## HOW TO COMPLETE THIS TASK
From the entries below, please output exactly the lines starting at the one containing "filename search/src/lib.rs" and ending at the one containing "over one of", both included.

## PROVIDED DATA
———
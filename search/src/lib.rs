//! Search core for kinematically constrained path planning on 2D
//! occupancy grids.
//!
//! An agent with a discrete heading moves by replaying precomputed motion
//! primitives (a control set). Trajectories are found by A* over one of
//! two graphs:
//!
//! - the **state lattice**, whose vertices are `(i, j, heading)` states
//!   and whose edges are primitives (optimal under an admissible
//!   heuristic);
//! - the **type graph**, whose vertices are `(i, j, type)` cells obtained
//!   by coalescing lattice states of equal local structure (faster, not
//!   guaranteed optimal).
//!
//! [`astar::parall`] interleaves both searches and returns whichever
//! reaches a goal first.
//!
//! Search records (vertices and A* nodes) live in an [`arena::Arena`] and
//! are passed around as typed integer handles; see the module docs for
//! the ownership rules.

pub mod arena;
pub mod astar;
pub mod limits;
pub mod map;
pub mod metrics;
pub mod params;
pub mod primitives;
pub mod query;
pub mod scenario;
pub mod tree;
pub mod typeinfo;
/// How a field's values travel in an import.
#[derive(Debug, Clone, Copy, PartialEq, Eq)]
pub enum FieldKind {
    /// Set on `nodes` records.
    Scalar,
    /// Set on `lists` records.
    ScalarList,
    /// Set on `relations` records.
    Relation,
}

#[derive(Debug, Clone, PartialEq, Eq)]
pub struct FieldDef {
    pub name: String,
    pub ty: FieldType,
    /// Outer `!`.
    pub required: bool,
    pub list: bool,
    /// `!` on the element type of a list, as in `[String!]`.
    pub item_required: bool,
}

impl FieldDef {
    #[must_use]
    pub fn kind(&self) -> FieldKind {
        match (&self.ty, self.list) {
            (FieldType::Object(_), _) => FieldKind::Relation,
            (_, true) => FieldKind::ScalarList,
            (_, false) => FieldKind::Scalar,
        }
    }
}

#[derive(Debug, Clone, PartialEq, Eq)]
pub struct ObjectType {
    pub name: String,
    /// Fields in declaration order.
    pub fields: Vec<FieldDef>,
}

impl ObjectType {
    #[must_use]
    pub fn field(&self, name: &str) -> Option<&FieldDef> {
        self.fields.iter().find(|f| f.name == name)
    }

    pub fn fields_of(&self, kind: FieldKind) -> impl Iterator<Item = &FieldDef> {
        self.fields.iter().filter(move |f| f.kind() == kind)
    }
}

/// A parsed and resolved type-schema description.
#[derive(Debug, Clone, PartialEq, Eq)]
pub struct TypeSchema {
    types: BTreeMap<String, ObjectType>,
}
———
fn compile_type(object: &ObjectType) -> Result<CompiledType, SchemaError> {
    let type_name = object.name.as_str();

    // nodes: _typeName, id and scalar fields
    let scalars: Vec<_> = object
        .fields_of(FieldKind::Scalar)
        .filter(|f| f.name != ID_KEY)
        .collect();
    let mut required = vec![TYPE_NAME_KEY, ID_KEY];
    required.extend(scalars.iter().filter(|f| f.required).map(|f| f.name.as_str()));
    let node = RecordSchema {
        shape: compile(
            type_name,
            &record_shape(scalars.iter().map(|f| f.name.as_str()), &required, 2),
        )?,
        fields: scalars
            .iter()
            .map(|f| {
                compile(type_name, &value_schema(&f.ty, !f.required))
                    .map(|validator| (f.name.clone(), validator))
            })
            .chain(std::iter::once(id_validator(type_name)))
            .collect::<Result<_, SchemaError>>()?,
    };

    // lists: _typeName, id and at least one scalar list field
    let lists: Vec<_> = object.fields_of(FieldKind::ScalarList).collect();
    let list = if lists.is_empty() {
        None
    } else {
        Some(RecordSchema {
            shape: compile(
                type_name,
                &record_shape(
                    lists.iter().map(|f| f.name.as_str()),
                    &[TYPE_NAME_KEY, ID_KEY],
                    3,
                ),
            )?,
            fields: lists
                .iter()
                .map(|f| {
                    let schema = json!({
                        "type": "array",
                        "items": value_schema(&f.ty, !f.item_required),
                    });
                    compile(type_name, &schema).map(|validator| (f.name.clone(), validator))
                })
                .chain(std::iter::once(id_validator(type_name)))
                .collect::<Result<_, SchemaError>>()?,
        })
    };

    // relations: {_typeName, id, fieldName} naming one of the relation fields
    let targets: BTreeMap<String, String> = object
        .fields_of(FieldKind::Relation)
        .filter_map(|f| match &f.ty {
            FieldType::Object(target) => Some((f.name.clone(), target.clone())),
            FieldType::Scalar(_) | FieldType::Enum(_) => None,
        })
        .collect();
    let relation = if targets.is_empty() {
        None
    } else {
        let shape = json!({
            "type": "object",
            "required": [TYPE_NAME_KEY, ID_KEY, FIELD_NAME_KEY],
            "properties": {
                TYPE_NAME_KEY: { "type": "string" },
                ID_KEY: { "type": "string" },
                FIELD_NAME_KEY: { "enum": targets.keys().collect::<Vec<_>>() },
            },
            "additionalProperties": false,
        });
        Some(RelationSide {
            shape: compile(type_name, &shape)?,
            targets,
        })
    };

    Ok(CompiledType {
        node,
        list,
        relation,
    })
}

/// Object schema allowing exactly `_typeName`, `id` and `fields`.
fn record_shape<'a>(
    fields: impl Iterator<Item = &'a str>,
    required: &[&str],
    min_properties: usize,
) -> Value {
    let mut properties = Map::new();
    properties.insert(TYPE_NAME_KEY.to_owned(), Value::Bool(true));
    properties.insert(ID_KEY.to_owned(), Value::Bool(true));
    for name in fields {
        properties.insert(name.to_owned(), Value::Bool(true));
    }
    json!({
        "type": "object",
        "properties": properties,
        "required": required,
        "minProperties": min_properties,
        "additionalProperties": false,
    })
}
———
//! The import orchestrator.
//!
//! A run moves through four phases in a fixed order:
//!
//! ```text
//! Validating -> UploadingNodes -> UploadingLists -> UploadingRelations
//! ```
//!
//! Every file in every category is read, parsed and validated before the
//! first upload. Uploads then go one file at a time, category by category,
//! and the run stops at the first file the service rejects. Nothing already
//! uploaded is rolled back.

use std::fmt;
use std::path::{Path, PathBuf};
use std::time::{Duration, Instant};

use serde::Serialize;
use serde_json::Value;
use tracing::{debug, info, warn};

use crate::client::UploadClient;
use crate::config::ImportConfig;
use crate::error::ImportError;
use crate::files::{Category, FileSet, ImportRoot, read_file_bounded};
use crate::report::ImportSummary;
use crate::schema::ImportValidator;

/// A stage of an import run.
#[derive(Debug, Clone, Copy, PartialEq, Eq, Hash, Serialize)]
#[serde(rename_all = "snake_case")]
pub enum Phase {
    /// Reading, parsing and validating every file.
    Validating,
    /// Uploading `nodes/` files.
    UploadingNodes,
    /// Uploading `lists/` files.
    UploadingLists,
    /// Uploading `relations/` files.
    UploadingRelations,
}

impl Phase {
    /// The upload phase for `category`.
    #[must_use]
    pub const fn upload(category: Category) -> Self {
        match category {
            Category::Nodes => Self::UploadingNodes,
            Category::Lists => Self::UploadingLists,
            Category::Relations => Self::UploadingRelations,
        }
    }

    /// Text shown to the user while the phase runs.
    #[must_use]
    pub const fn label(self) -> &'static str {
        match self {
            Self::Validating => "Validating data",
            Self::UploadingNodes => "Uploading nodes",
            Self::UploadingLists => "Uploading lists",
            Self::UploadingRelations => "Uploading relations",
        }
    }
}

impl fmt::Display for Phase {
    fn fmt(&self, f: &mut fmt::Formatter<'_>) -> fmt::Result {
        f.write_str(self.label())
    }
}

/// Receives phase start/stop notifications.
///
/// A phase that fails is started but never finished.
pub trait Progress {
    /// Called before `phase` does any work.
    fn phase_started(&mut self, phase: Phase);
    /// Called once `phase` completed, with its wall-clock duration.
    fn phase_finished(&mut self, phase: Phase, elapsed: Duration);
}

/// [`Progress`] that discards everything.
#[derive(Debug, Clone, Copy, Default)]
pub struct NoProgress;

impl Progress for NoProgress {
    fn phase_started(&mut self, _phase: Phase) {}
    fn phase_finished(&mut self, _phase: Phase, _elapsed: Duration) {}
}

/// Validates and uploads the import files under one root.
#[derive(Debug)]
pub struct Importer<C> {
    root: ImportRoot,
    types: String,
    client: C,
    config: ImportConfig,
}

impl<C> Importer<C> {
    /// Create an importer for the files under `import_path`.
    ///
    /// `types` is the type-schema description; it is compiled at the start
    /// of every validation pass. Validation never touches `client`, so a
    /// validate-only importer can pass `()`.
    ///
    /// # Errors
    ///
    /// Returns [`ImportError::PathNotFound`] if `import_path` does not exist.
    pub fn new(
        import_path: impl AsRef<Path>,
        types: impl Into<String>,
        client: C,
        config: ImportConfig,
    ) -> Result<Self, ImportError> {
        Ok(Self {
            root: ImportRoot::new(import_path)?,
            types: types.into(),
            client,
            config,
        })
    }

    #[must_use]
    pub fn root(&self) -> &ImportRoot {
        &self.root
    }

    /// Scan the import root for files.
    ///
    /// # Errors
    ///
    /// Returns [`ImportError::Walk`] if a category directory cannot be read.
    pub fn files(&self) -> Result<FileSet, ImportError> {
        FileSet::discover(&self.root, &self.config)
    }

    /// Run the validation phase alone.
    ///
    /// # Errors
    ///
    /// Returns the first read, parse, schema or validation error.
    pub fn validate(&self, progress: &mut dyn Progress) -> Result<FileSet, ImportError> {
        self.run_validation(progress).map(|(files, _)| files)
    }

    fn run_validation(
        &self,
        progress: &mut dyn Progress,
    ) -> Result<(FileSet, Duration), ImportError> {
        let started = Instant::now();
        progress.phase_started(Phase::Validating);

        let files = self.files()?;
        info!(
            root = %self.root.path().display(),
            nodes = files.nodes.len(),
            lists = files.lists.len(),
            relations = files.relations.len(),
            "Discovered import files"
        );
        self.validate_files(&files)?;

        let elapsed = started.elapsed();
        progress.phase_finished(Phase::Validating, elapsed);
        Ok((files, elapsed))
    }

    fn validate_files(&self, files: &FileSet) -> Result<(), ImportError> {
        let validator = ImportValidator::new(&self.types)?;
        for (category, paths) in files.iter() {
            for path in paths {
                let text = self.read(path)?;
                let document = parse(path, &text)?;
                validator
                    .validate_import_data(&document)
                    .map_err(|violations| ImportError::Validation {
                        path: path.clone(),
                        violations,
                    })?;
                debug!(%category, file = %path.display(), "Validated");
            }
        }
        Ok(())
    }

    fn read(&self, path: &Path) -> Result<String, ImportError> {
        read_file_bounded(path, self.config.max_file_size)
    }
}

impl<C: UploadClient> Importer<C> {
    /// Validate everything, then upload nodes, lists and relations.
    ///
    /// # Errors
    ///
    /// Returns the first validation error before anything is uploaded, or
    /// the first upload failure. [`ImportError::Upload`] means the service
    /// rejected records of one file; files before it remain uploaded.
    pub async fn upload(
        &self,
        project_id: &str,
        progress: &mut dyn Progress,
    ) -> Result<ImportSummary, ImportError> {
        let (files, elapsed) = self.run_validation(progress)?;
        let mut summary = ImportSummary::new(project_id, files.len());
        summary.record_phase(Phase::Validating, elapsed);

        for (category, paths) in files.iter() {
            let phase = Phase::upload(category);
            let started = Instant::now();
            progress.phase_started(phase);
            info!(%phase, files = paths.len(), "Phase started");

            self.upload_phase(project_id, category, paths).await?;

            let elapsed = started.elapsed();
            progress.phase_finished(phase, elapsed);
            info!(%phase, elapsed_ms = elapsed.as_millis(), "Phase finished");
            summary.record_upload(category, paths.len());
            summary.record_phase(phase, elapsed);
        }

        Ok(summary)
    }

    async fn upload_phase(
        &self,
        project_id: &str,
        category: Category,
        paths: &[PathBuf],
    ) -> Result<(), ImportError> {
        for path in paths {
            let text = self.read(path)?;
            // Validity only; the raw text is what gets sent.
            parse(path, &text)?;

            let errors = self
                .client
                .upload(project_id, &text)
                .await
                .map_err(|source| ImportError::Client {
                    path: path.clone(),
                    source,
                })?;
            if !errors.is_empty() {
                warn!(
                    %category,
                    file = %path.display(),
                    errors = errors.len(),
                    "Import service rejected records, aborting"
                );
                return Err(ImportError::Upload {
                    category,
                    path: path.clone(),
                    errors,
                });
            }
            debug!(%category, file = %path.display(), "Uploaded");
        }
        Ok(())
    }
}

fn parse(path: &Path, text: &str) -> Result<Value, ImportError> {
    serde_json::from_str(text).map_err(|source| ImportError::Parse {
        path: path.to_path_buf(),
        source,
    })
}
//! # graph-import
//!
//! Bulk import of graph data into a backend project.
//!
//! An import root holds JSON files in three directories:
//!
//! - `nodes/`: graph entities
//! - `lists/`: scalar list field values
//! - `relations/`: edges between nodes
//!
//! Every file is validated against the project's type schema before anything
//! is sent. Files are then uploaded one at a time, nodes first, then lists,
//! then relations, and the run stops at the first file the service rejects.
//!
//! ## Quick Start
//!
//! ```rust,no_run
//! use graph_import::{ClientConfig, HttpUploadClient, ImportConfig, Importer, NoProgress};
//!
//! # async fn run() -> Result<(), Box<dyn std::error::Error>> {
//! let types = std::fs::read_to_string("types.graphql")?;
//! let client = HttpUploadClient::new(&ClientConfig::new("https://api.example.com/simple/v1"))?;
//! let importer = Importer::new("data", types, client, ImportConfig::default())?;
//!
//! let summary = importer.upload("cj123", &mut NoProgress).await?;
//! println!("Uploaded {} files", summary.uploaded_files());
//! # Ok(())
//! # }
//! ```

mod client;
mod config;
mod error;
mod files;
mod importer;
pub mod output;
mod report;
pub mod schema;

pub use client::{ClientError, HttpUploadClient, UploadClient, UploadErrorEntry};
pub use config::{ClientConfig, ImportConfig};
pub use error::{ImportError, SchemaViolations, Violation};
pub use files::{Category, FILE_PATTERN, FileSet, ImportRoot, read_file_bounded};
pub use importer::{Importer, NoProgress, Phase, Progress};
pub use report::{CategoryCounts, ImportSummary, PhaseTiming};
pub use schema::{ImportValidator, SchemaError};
———
## ANSWER TO THE PROBLEM
filename search/src/lib.rs
//! Search core for kinematically constrained path planning on 2D
//! occupancy grids.
//!
//! An agent with a discrete heading moves by replaying precomputed motion
//! primitives (a control set). Trajectories are found by A* over one of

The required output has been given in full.